神宮外苑花火大会事務局(主催者の日刊スポーツなど)は、再開発による影響は現時点で不透明という前提で「今後は開発地区の変化に伴って、安全に打ち上げできるかどうかなどを判断して実施を決めていく」とハフポスト日本版の取材に答えた。
花火大会は、神宮外苑軟式野球場が打ち上げ場所、神宮球場と秩父宮ラグビー場が観覧会場となっている。
神宮外苑の再開発計画では、軟式野球場が廃止となって広場に変わるほか、神宮球場と秩父宮ラグビー場の場所を入れ替えた上での建て替えなどが予定されている。
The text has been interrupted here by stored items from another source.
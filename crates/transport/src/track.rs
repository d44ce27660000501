use std::path::PathBuf;

/// Index of a track in the kit. Track order is fixed for the whole session.
#[derive(Debug, Clone, Copy, PartialEq, Eq, Hash, PartialOrd, Ord)]
pub struct TrackId(pub usize);

impl TrackId {
    #[inline]
    pub fn index(self) -> usize {
        self.0
    }
}

impl std::fmt::Display for TrackId {
    fn fmt(&self, f: &mut std::fmt::Formatter<'_>) -> std::fmt::Result {
        write!(f, "#{}", self.0)
    }
}

/// One drum voice of the kit: a name, the sample it plays and its level.
#[derive(Debug, Clone, PartialEq)]
pub struct Track {
    pub id: TrackId,
    pub name: String,
    /// Sample reference, resolved against the samples root when loading.
    pub sample: PathBuf,
    pub gain_db: f32,
}

impl Track {
    pub fn new(id: TrackId, name: impl Into<String>, sample: impl Into<PathBuf>, gain_db: f32) -> Self {
        Self {
            id,
            name: name.into(),
            sample: sample.into(),
            gain_db,
        }
    }

    /// Linear amplitude for `gain_db`.
    pub fn gain(&self) -> f32 {
        db_to_gain(self.gain_db)
    }
}

pub fn db_to_gain(db: f32) -> f32 {
    10.0f32.powf(db / 20.0)
}

/// The reference three-piece kit.
pub fn default_kit() -> Vec<Track> {
    vec![
        Track::new(TrackId(0), "Kick", "kick.wav", -3.0),
        Track::new(TrackId(1), "Snare", "snare.wav", -6.0),
        Track::new(TrackId(2), "Hat", "hh.wav", -10.0),
    ]
}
秩父宮ラグビー場は全面屋根付きに変わるという。
この計画通りであれば、神宮外苑花火大会の開催や運営に大きな影響が出ることは避けられない。
花火大会事務局は、再開発の影響について次のような見解を示す。
「秩父宮ラグビー場の取り壊し(建て替え)という情報が出ているので、(屋根付きとなることで)有料観覧席がなくなり、会場がひとつなくなることになる。安全に実施できるのかというのが一つの懸案としてある」
廃止となる軟式野球場についても「(代わりの)打ち上げ場所があるのかを判断する」と話す。
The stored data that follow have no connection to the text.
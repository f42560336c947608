use crate::config::ConfigError;
use crate::telemetry::TelemetryError;
use axum::http::StatusCode;
use axum::response::{IntoResponse, Response};
use axum::Json;
use serde_json::json;

/// Failures surfaced by the binary entry points.
#[derive(Debug, thiserror::Error)]
pub enum AppError {
    #[error("configuration error: {0}")]
    Config(#[from] ConfigError),
    #[error("telemetry error: {0}")]
    Telemetry(#[from] TelemetryError),
    #[error("io error: {0}")]
    Io(#[from] std::io::Error),
    #[error("server error: {0}")]
    Server(#[from] axum::Error),
    #[error("invalid input: {0}")]
    Input(#[from] serde_json::Error),
}

impl IntoResponse for AppError {
    fn into_response(self) -> Response {
        let status = match self {
            AppError::Input(_) => StatusCode::BAD_REQUEST,
            AppError::Config(_) | AppError::Telemetry(_) | AppError::Io(_) | AppError::Server(_) => {
                StatusCode::INTERNAL_SERVER_ERROR
            }
        };

        let body = Json(json!({ "error": self.to_string() }));
        (status, body).into_response()
    }
}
事務局は毎年度、その時の状況に応じて大会の開催可否を判断・決定している。
担当者は「開発地区の変化に伴って、安全に打ち上げできるのか。規模を縮小する必要があるのか。それでも難しければ中止にするのか。2024年以降は、打ち上げや観覧エリアがどうなっているのかで対応を考えていく」と説明。
その上でこう続ける。
「もちろん我々も、42年つづk花火大会を継続していきたいという思いはあります。1年でも長く実施したいと考えています。花火は自然環境との兼ね合いなので、花火をするフィールドがあるのか、その時々に合わせた形を考えてやっていきたい」
神宮外苑の再開発、何が問題になってるの?
再開発への見直しの声が高まるきっかけになったのは2022年2月。約1000本の樹木の伐採される計画が判明したことだ。子どもや高校生ら若年層からも、未来の世代のためにも樹木を切らないで欲しいとの訴えが上がっている。
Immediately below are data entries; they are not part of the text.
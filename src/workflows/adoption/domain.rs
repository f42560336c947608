use std::collections::BTreeMap;

use serde::{Deserialize, Serialize};

/// Identifier wrapper for submitted adoption applications.
#[derive(Debug, Clone, PartialEq, Eq, Hash, Serialize, Deserialize)]
pub struct ApplicationId(pub String);

/// Species of the pet being adopted. Gates the dog-specific checks and
/// bonuses during evaluation.
#[derive(Debug, Clone, Copy, PartialEq, Eq, Serialize, Deserialize)]
#[serde(rename_all = "snake_case")]
pub enum Species {
    Dog,
    Cat,
}

impl Species {
    pub const fn label(self) -> &'static str {
        match self {
            Species::Dog => "dog",
            Species::Cat => "cat",
        }
    }
}

/// Pet identity as resolved from its public slug. Immutable for the duration
/// of an evaluation.
#[derive(Debug, Clone, PartialEq, Eq, Serialize, Deserialize)]
pub struct Pet {
    pub id: String,
    pub slug: String,
    pub name: String,
    pub species: Species,
}

#[derive(Debug, Clone, Copy, PartialEq, Eq, PartialOrd, Ord, Serialize, Deserialize)]
#[serde(rename_all = "snake_case")]
pub enum HousingType {
    Own,
    Rent,
    WithFamily,
    Other,
}

#[derive(Debug, Clone, Copy, PartialEq, Eq, Serialize, Deserialize)]
#[serde(rename_all = "snake_case")]
pub enum PetEnvironment {
    Indoor,
    IndoorWithEnclosed,
    FreeRoam,
}

/// Pets already living in the applicant's household.
#[derive(Debug, Clone, Copy, PartialEq, Eq, Serialize, Deserialize)]
#[serde(rename_all = "snake_case")]
pub enum OtherPets {
    None,
    Cat,
    Dog,
    Both,
}

impl OtherPets {
    pub const fn includes_cat(self) -> bool {
        matches!(self, OtherPets::Cat | OtherPets::Both)
    }

    pub const fn includes_dog(self) -> bool {
        matches!(self, OtherPets::Dog | OtherPets::Both)
    }
}

/// Coarse applicant age category. Each bracket maps to the minimum real age
/// it represents, which is the only figure evaluation cares about.
#[derive(Debug, Clone, Copy, PartialEq, Eq, PartialOrd, Ord, Serialize, Deserialize)]
pub enum AgeBracket {
    #[serde(rename = "18")]
    From18,
    #[serde(rename = "21")]
    From21,
    #[serde(rename = "25")]
    From25,
    #[serde(rename = "30")]
    From30,
    #[serde(rename = "35")]
    From35,
    #[serde(rename = "40")]
    From40,
    #[serde(rename = "45")]
    From45,
    #[serde(rename = "50")]
    From50,
}

impl AgeBracket {
    pub const fn min_age(self) -> u8 {
        match self {
            AgeBracket::From18 => 18,
            AgeBracket::From21 => 21,
            AgeBracket::From25 => 25,
            AgeBracket::From30 => 30,
            AgeBracket::From35 => 35,
            AgeBracket::From40 => 40,
            AgeBracket::From45 => 45,
            AgeBracket::From50 => 50,
        }
    }
}

/// Monthly care budget declared by the applicant.
#[derive(Debug, Clone, Copy, PartialEq, Eq, Serialize, Deserialize)]
pub enum BudgetBracket {
    #[serde(rename = "100-200")]
    From100To200,
    #[serde(rename = "200-300")]
    From200To300,
    #[serde(rename = "300-400")]
    From300To400,
    #[serde(rename = "400-500")]
    From400To500,
    #[serde(rename = "500+")]
    Above500,
}

/// Commitments an applicant takes on at submission time.
#[derive(Debug, Clone, Copy, PartialEq, Eq, PartialOrd, Ord, Serialize, Deserialize)]
#[serde(rename_all = "snake_case")]
pub enum Commitment {
    Sterilization,
    Vaccines,
    AcceptContract,
}

impl Commitment {
    pub const fn label(self) -> &'static str {
        match self {
            Commitment::Sterilization => "sterilization",
            Commitment::Vaccines => "vaccines",
            Commitment::AcceptContract => "accept_contract",
        }
    }
}

/// Per-pet adoption policy knobs. Every field is optional; absent fields
/// resolve to the documented defaults during evaluation, so a missing rule
/// record behaves like `AdoptionRule::default()`.
#[derive(Debug, Clone, Default, PartialEq, Eq, Serialize, Deserialize)]
#[serde(default)]
pub struct AdoptionRule {
    pub allowed_housing: Vec<HousingType>,
    pub require_commits: Vec<Commitment>,
    pub min_age_years: Option<u8>,
    pub require_landlord_permission: Option<bool>,
    pub disallow_free_roam: Option<bool>,
    pub max_hours_away_per_week: Option<u16>,
    pub max_hours_alone: Option<u8>,
    pub require_home_visit: Option<bool>,
    pub require_fenced_or_secure: Option<bool>,
    pub forbid_tethering: Option<bool>,
    pub required_documents: Vec<String>,
    pub min_motivation_chars: Option<usize>,
    pub accepts_other_cats: Option<bool>,
    pub accepts_other_dogs: Option<bool>,
    pub require_family_consent: Option<bool>,
}

/// Applicant identity collected in step 1. Only `age_bracket` feeds the
/// evaluation; the rest is contact and household context kept on the record.
#[derive(Debug, Clone, PartialEq, Eq, Serialize, Deserialize)]
#[serde(rename_all = "camelCase")]
pub struct Step1Snapshot {
    pub name: String,
    pub email: String,
    pub phone: String,
    pub city: String,
    pub age_bracket: AgeBracket,
    #[serde(default)]
    pub occupation: Option<String>,
    #[serde(default)]
    pub address: Option<String>,
    #[serde(default)]
    pub household_count: Option<u8>,
    #[serde(default)]
    pub household_ages: Option<String>,
    #[serde(default)]
    pub phone_verified: bool,
    #[serde(default)]
    pub docs_confirmed: BTreeMap<String, bool>,
}

/// Living situation collected in step 2, the largest snapshot. Dog-specific
/// fields stay `None` for cat applications. `home_visit_ok` records the
/// outcome of a home visit when one has happened; absent means the visit has
/// not taken place yet and the corresponding knockout cannot fire.
#[derive(Debug, Clone, PartialEq, Eq, Serialize, Deserialize)]
#[serde(rename_all = "camelCase")]
pub struct Step2Snapshot {
    pub housing_type: HousingType,
    #[serde(default)]
    pub landlord_allows_pets: bool,
    pub hours_away_per_week: u16,
    pub pet_environment: PetEnvironment,
    pub other_pets: OtherPets,
    #[serde(default)]
    pub motivation: String,
    #[serde(default)]
    pub condo_allows_pets: Option<bool>,
    #[serde(default)]
    pub prior_pets_experience: Option<String>,
    #[serde(default)]
    pub prior_pets_outcome: Option<String>,
    #[serde(default)]
    pub sleep_location: Option<String>,
    #[serde(default)]
    pub travel_caretaker: Option<String>,
    #[serde(default)]
    pub hours_alone_per_day: Option<u8>,
    #[serde(default)]
    pub home_visit_ok: Option<bool>,
    #[serde(default)]
    pub yard_secure: Option<bool>,
    #[serde(default)]
    pub will_leash: Option<bool>,
    #[serde(default)]
    pub will_not_tether: Option<bool>,
    #[serde(default)]
    pub id_tag_will_use: Option<bool>,
    #[serde(default)]
    pub training_plan: Option<String>,
    #[serde(default)]
    pub social_plan: Option<String>,
    #[serde(default)]
    pub monthly_budget: Option<BudgetBracket>,
    #[serde(default)]
    pub has_vet: Option<bool>,
    #[serde(default)]
    pub vet_contact: Option<String>,
    #[serde(default)]
    pub children_youngest_age: Option<u8>,
}

/// Commitments recorded in step 3.
#[derive(Debug, Clone, Copy, PartialEq, Eq, Serialize, Deserialize)]
#[serde(rename_all = "camelCase")]
pub struct Step3Snapshot {
    pub commit_sterilization: bool,
    pub commit_vaccines: bool,
    pub accept_contract: bool,
    #[serde(default)]
    pub family_agrees: Option<bool>,
}

/// Workflow-level status of an application record.
#[derive(Debug, Clone, Copy, PartialEq, Eq, Serialize, Deserialize)]
#[serde(rename_all = "snake_case")]
pub enum ApplicationStatus {
    Draft,
    Rejected,
    Review,
    Interview,
}

impl ApplicationStatus {
    pub const fn label(self) -> &'static str {
        match self {
            ApplicationStatus::Draft => "draft",
            ApplicationStatus::Rejected => "rejected",
            ApplicationStatus::Review => "review",
            ApplicationStatus::Interview => "interview",
        }
    }
}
神宮外苑の樹木保全に関しては、さまざまな問題が指摘されており、その一つが神宮外苑のシンボルとも言える4列のいちょう並木。
事業者は、再開発で「いちょう並木は切らない」と説明しているが、専門家は、新しく作る野球場の壁がいちょう並木間近まで迫るため「根が傷つけられ、衰退する恐れがある」と警告している。
樹木に加えて争点になっているのが、歴史あるスポーツ施設の保存を巡る問題。
神宮球場は1926年、秩父宮ラグビー場は1947年に完成。取り壊せば「歴史的・建築的価値が失われる」として、野球愛好家らは同じ場所での改修を求めている。また秩父宮ラグビー場は、建て替えによって、ラグビーを行うときの観客の収容人数がいまのスタジアムより減ることが問題視されている。
再開発計画は、明治神宮と日本スポーツ振興センター(JSC)、そして三井不動産と伊藤忠商事が、事業者として主導。東京都の小池百合子都知事が、2023年2月に事業を認可した。工事は2023年3月に始まり、2036年に全体が完成する予定。総事業費は約3500億円。